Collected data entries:
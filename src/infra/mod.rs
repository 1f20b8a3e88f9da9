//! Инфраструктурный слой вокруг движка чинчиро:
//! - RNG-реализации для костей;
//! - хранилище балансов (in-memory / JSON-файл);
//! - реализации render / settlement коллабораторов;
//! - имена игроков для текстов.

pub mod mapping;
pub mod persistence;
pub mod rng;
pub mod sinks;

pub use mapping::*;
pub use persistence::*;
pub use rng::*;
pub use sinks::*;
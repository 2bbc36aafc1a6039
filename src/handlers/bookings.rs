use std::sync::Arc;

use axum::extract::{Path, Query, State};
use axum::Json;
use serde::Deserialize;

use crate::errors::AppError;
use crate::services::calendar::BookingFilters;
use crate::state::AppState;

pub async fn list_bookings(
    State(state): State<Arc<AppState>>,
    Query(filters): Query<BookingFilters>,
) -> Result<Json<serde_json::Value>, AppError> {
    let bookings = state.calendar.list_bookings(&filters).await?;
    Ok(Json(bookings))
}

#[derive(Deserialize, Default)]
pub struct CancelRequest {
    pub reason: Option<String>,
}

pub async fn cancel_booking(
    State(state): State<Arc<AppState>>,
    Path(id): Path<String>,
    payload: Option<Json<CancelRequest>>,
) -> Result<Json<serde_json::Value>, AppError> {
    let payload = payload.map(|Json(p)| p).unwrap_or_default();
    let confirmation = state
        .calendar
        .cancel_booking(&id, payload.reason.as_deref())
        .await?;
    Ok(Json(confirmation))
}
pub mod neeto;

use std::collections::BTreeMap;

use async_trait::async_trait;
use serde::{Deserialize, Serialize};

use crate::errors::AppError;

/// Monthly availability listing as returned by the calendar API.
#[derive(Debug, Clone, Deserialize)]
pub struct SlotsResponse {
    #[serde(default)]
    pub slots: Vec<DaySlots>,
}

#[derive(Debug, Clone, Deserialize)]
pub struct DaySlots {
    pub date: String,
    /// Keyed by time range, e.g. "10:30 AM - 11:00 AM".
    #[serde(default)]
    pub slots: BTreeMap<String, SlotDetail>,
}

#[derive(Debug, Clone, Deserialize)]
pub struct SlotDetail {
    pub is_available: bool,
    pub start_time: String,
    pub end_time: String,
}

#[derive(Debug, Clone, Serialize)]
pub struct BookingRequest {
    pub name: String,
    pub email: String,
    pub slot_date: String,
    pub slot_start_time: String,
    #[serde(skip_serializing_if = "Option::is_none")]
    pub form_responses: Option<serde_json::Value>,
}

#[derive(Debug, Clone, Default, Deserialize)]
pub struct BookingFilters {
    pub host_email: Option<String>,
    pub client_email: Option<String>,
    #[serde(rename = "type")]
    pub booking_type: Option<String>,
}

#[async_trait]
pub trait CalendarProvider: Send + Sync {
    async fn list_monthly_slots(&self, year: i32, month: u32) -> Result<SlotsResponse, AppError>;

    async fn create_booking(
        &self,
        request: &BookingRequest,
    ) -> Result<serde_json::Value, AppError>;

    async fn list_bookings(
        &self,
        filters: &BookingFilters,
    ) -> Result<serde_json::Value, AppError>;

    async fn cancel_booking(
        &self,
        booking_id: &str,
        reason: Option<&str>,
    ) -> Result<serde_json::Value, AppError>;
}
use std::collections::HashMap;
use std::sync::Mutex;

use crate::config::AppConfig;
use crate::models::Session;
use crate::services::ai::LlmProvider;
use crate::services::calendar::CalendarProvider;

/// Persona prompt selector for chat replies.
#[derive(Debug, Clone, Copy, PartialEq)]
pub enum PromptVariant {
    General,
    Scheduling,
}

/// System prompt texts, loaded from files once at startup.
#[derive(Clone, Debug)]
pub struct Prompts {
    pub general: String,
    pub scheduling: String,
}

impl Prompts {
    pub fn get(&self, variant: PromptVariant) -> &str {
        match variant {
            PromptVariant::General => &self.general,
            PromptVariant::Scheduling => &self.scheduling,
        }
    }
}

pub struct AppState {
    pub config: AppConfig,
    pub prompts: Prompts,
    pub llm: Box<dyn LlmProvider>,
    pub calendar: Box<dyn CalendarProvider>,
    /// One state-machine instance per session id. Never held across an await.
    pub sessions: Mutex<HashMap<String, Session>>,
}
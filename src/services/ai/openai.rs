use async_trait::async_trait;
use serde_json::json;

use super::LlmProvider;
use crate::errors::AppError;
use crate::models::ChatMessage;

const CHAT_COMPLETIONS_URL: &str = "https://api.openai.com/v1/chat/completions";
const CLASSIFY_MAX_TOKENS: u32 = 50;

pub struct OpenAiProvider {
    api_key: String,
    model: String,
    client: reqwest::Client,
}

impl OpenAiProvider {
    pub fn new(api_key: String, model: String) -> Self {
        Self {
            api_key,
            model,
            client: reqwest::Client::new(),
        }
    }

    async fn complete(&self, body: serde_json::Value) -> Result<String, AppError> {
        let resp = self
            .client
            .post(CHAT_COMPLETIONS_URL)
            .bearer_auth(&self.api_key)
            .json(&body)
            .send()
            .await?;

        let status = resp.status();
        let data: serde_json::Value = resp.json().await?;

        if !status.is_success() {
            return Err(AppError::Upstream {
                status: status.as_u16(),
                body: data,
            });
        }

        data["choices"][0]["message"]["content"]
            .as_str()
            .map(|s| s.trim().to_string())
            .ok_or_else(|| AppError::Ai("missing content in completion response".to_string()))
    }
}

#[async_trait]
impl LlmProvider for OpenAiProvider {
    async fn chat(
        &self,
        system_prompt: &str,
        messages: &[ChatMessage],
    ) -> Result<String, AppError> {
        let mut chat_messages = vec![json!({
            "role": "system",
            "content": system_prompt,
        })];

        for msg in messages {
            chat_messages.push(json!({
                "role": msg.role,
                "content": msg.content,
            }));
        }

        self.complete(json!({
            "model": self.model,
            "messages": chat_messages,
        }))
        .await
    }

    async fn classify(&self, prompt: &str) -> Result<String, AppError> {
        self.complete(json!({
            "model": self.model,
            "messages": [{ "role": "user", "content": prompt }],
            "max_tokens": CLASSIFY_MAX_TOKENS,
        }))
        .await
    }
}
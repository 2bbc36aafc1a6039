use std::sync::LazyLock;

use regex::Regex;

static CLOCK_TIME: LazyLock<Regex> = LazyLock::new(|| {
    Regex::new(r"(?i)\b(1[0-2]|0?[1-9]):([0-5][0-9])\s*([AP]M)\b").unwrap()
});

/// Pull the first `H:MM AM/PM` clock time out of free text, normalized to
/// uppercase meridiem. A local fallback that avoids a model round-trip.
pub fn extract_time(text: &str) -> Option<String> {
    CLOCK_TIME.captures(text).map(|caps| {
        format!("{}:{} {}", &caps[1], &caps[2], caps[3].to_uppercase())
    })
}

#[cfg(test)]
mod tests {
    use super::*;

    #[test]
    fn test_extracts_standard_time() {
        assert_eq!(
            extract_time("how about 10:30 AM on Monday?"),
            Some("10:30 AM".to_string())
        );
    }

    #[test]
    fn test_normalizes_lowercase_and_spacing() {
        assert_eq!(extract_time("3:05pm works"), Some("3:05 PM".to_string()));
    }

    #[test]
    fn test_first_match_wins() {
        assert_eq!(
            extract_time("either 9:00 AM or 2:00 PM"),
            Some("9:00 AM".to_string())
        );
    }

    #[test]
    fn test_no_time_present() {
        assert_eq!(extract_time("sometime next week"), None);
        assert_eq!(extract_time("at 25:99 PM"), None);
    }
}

PROBLEM STATEMENT: Search term "persistence": return each line of the data that contains it.

REPLY TO THE TASK:
pub mod persistence;
pub use persistence::*;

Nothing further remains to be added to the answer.